For him “Again!” and “Finish!” were more than just words he’d bellow out during a tournament. For him, they were a mantra that was bigger than a sport.
You do things “Again!” to make yourself better.
You “Finish!” things so that they actually count.
I can’t become the man I need to be in the lives of the people around me unless I do the things I’m supposed to do “Again!”…and “Again!”…and “Again!” And when I get tired of, annoyed by, or sidetracked from the responsibilities I have as a man, I can still hear that low-pitched, echo in my head, urging me with one word…
All I have ever wanted, since the moment I became a “grown-up”, is for my life to count, and I know that it won’t if I don’t “Finish!” the things I’m supposed to “Finish!”. When I’m in the middle of what seems like an infinite, unendurable circumstance that makes me want to quit a project I’m working on, there, in the back of my head, I hear the commanding voice of a coach;
Recently I had stepped outside, saw the colors and felt the fall breeze, and was reminded that it was that time of year again: wrestling season.

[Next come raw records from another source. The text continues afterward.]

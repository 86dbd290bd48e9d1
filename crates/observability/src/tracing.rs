//! Tracing/logging initialization.

use tracing_subscriber::EnvFilter;

/// Initialize tracing/logging for the process.
///
/// `json` selects machine-readable output (production); otherwise a
/// compact human format is used (development). Filtering is configurable
/// via `RUST_LOG`. Safe to call multiple times (subsequent calls are
/// no-ops).
pub fn init(json: bool) {
    let filter = EnvFilter::try_from_default_env().unwrap_or_else(|_| EnvFilter::new("info"));

    let builder = tracing_subscriber::fmt()
        .with_env_filter(filter)
        .with_target(false);

    if json {
        let _ = builder
            .json()
            .with_timer(tracing_subscriber::fmt::time::SystemTime)
            .try_init();
    } else {
        let _ = builder.compact().try_init();
    }
}
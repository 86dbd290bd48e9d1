use std::collections::HashMap;
use std::sync::RwLock;

use async_trait::async_trait;
use chrono::Utc;

use videoclub_catalog::{ActiveRentals, Movie, MovieDraft, MovieFilter, MovieStore};
use videoclub_core::{MovieId, Page, RentalId, StoreError, StoreResult, UserId};
use videoclub_rentals::rental::{due_date, AdminRental, Rental, RentalWithMovie};
use videoclub_rentals::store::{procedure_errors, RentalStore};

#[derive(Debug, Default)]
struct State {
    movies: HashMap<MovieId, Movie>,
    rentals: HashMap<RentalId, Rental>,
}

/// In-memory model of the external database.
///
/// Intended for tests/dev. One lock over the whole state makes the
/// rental procedures genuinely atomic, which is exactly the guarantee the
/// real backend's transactions give.
#[derive(Debug, Default)]
pub struct InMemoryStore {
    state: RwLock<State>,
}

impl InMemoryStore {
    pub fn new() -> Self {
        Self::default()
    }

    fn read(&self) -> StoreResult<std::sync::RwLockReadGuard<'_, State>> {
        self.state
            .read()
            .map_err(|_| StoreError::transport("lock poisoned"))
    }

    fn write(&self) -> StoreResult<std::sync::RwLockWriteGuard<'_, State>> {
        self.state
            .write()
            .map_err(|_| StoreError::transport("lock poisoned"))
    }
}

fn active_count(state: &State, renter: UserId) -> usize {
    state
        .rentals
        .values()
        .filter(|r| r.renter_id == renter && r.is_active())
        .count()
}

fn join_movie(state: &State, rental: &Rental) -> RentalWithMovie {
    RentalWithMovie {
        id: rental.id,
        rented_at: rental.rented_at,
        due_at: rental.due_at,
        returned: rental.returned,
        movie: state.movies.get(&rental.movie_id).map(Movie::summary),
    }
}

#[async_trait]
impl MovieStore for InMemoryStore {
    async fn list(&self, filter: &MovieFilter, page: Page) -> StoreResult<(Vec<Movie>, u64)> {
        let state = self.read()?;
        let mut rows: Vec<Movie> = state
            .movies
            .values()
            .filter(|m| filter.matches(&m.genre))
            .cloned()
            .collect();
        rows.sort_by(|a, b| a.title.cmp(&b.title));
        let total = rows.len() as u64;
        let rows = rows
            .into_iter()
            .skip(page.offset() as usize)
            .take(page.limit as usize)
            .collect();
        Ok((rows, total))
    }

    async fn get(&self, id: MovieId) -> StoreResult<Option<Movie>> {
        Ok(self.read()?.movies.get(&id).cloned())
    }

    async fn insert(&self, draft: &MovieDraft) -> StoreResult<Movie> {
        let movie = draft.clone().into_movie(MovieId::new());
        self.write()?.movies.insert(movie.id, movie.clone());
        Ok(movie)
    }

    async fn update(&self, id: MovieId, draft: &MovieDraft) -> StoreResult<Option<Movie>> {
        let mut state = self.write()?;
        match state.movies.get_mut(&id) {
            Some(slot) => {
                *slot = draft.clone().into_movie(id);
                Ok(Some(slot.clone()))
            }
            None => Ok(None),
        }
    }

    async fn delete(&self, id: MovieId) -> StoreResult<()> {
        self.write()?.movies.remove(&id);
        Ok(())
    }
}

#[async_trait]
impl ActiveRentals for InMemoryStore {
    async fn movie_has_active_rentals(&self, id: MovieId) -> StoreResult<bool> {
        let state = self.read()?;
        Ok(state
            .rentals
            .values()
            .any(|r| r.movie_id == id && r.is_active()))
    }
}

#[async_trait]
impl RentalStore for InMemoryStore {
    async fn find_active(&self, renter: UserId, movie: MovieId) -> StoreResult<Option<Rental>> {
        let state = self.read()?;
        Ok(state
            .rentals
            .values()
            .find(|r| r.renter_id == renter && r.movie_id == movie && r.is_active())
            .cloned())
    }

    async fn find_owned(&self, id: RentalId, renter: UserId) -> StoreResult<Option<Rental>> {
        let state = self.read()?;
        Ok(state
            .rentals
            .get(&id)
            .filter(|r| r.renter_id == renter)
            .cloned())
    }

    async fn active_for_renter(&self, renter: UserId) -> StoreResult<Vec<RentalWithMovie>> {
        let state = self.read()?;
        let mut rows: Vec<_> = state
            .rentals
            .values()
            .filter(|r| r.renter_id == renter && r.is_active())
            .map(|r| join_movie(&state, r))
            .collect();
        rows.sort_by(|a, b| b.rented_at.cmp(&a.rented_at));
        Ok(rows)
    }

    async fn history_for_renter(&self, renter: UserId) -> StoreResult<Vec<RentalWithMovie>> {
        let state = self.read()?;
        let mut rows: Vec<_> = state
            .rentals
            .values()
            .filter(|r| r.renter_id == renter)
            .map(|r| join_movie(&state, r))
            .collect();
        rows.sort_by(|a, b| b.rented_at.cmp(&a.rented_at));
        Ok(rows)
    }

    async fn all(&self) -> StoreResult<Vec<AdminRental>> {
        let state = self.read()?;
        let mut rows: Vec<_> = state
            .rentals
            .values()
            .map(|r| AdminRental {
                id: r.id,
                renter_id: r.renter_id,
                rented_at: r.rented_at,
                due_at: r.due_at,
                returned: r.returned,
                movie: state.movies.get(&r.movie_id).map(Movie::summary),
            })
            .collect();
        rows.sort_by(|a, b| b.rented_at.cmp(&a.rented_at));
        Ok(rows)
    }

    async fn create_rental(&self, renter: UserId, movie: MovieId) -> StoreResult<Rental> {
        let mut state = self.write()?;

        if !state.movies.contains_key(&movie) {
            return Err(StoreError::procedure(procedure_errors::MOVIE_NOT_FOUND));
        }
        if active_count(&state, renter) >= videoclub_core::limits::MAX_ACTIVE_RENTALS as usize {
            return Err(StoreError::procedure(format!(
                "{} activas alcanzado",
                procedure_errors::RENTAL_LIMIT
            )));
        }
        let stock = state
            .movies
            .get(&movie)
            .map(|m| m.available_stock)
            .unwrap_or(0);
        if stock == 0 {
            return Err(StoreError::procedure(procedure_errors::NO_STOCK));
        }

        if let Some(m) = state.movies.get_mut(&movie) {
            m.available_stock -= 1;
        }
        let now = Utc::now();
        let rental = Rental {
            id: RentalId::new(),
            renter_id: renter,
            movie_id: movie,
            rented_at: now,
            due_at: due_date(now),
            returned: false,
        };
        state.rentals.insert(rental.id, rental.clone());
        Ok(rental)
    }

    async fn return_rental(&self, id: RentalId) -> StoreResult<()> {
        let mut state = self.write()?;

        let movie_id = match state.rentals.get(&id) {
            Some(r) if r.is_active() => r.movie_id,
            _ => {
                return Err(StoreError::procedure(format!(
                    "Alquiler {}",
                    procedure_errors::RENTAL_GONE
                )));
            }
        };

        if let Some(r) = state.rentals.get_mut(&id) {
            r.returned = true;
        }
        if let Some(m) = state.movies.get_mut(&movie_id) {
            if m.available_stock < m.total_stock {
                m.available_stock += 1;
            }
        }
        Ok(())
    }
}

#[cfg(test)]
mod tests {
    use super::*;
    use videoclub_core::limits::MAX_ACTIVE_RENTALS;

    fn draft(title: &str, available: u32) -> MovieDraft {
        MovieDraft {
            title: title.to_string(),
            genre: "Drama".to_string(),
            total_stock: available.max(1),
            available_stock: available,
            rental_price: 2.0,
            poster_url: None,
            director: None,
            year: None,
            duration_minutes: None,
            description: None,
        }
    }

    #[tokio::test]
    async fn rental_cap_is_enforced_atomically() {
        let store = InMemoryStore::new();
        let renter = UserId::new();
        for i in 0..MAX_ACTIVE_RENTALS {
            let m = store.insert(&draft(&format!("M{i}"), 1)).await.unwrap();
            store.create_rental(renter, m.id).await.unwrap();
        }

        let extra = store.insert(&draft("Extra", 1)).await.unwrap();
        let err = store.create_rental(renter, extra.id).await.unwrap_err();
        match err {
            StoreError::Procedure(msg) => assert!(msg.contains(procedure_errors::RENTAL_LIMIT)),
            other => panic!("unexpected error: {other:?}"),
        }
        // No fourth record, and the movie's stock is untouched.
        assert_eq!(store.active_for_renter(renter).await.unwrap().len(), 3);
        assert_eq!(store.get(extra.id).await.unwrap().unwrap().available_stock, 1);
    }

    #[tokio::test]
    async fn exhausted_stock_rejects_without_decrement() {
        let store = InMemoryStore::new();
        let m = store.insert(&draft("Matrix", 0)).await.unwrap();
        let err = store.create_rental(UserId::new(), m.id).await.unwrap_err();
        match err {
            StoreError::Procedure(msg) => assert!(msg.contains(procedure_errors::NO_STOCK)),
            other => panic!("unexpected error: {other:?}"),
        }
        assert_eq!(store.get(m.id).await.unwrap().unwrap().available_stock, 0);
    }

    #[tokio::test]
    async fn unknown_movie_reports_the_procedure_text() {
        let store = InMemoryStore::new();
        let err = store
            .create_rental(UserId::new(), MovieId::new())
            .await
            .unwrap_err();
        match err {
            StoreError::Procedure(msg) => {
                assert!(msg.contains(procedure_errors::MOVIE_NOT_FOUND))
            }
            other => panic!("unexpected error: {other:?}"),
        }
    }

    #[tokio::test]
    async fn create_decrements_and_return_restores_stock() {
        let store = InMemoryStore::new();
        let renter = UserId::new();
        let m = store.insert(&draft("Matrix", 2)).await.unwrap();

        let rental = store.create_rental(renter, m.id).await.unwrap();
        assert_eq!(store.get(m.id).await.unwrap().unwrap().available_stock, 1);

        store.return_rental(rental.id).await.unwrap();
        assert_eq!(store.get(m.id).await.unwrap().unwrap().available_stock, 2);
        assert!(store.active_for_renter(renter).await.unwrap().is_empty());
        assert_eq!(store.history_for_renter(renter).await.unwrap().len(), 1);
    }

    #[tokio::test]
    async fn double_return_reports_the_procedure_text() {
        let store = InMemoryStore::new();
        let renter = UserId::new();
        let m = store.insert(&draft("Matrix", 1)).await.unwrap();
        let rental = store.create_rental(renter, m.id).await.unwrap();
        store.return_rental(rental.id).await.unwrap();

        let err = store.return_rental(rental.id).await.unwrap_err();
        match err {
            StoreError::Procedure(msg) => assert!(msg.contains(procedure_errors::RENTAL_GONE)),
            other => panic!("unexpected error: {other:?}"),
        }
        // Stock is not incremented twice.
        assert_eq!(store.get(m.id).await.unwrap().unwrap().available_stock, 1);
    }
}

I can still feel it in my bones, even though I’ve been away from the sport for more than a decade. Every former wrestler can feel it when fall comes around. It’s strange how, years later, being a wrestler still is part of your DNA.
Sadly, this is the first wrestling season where Pick is not physically with us. He lost his fight with cancer 10 months ago. Fittingly, his memorial service was in our alma mater’s gym, with the mats rolled out. But, wrestling season or not, he has been with me ever since I left. Through career changes, life’s curveballs, goal chases, and evolving relationships, he continues to urge me to be better by doing things “Again!”. He continues to not let me quit what I start, pushing me to “Finish!”.
From beyond the grave, that dude is still the voice in my head.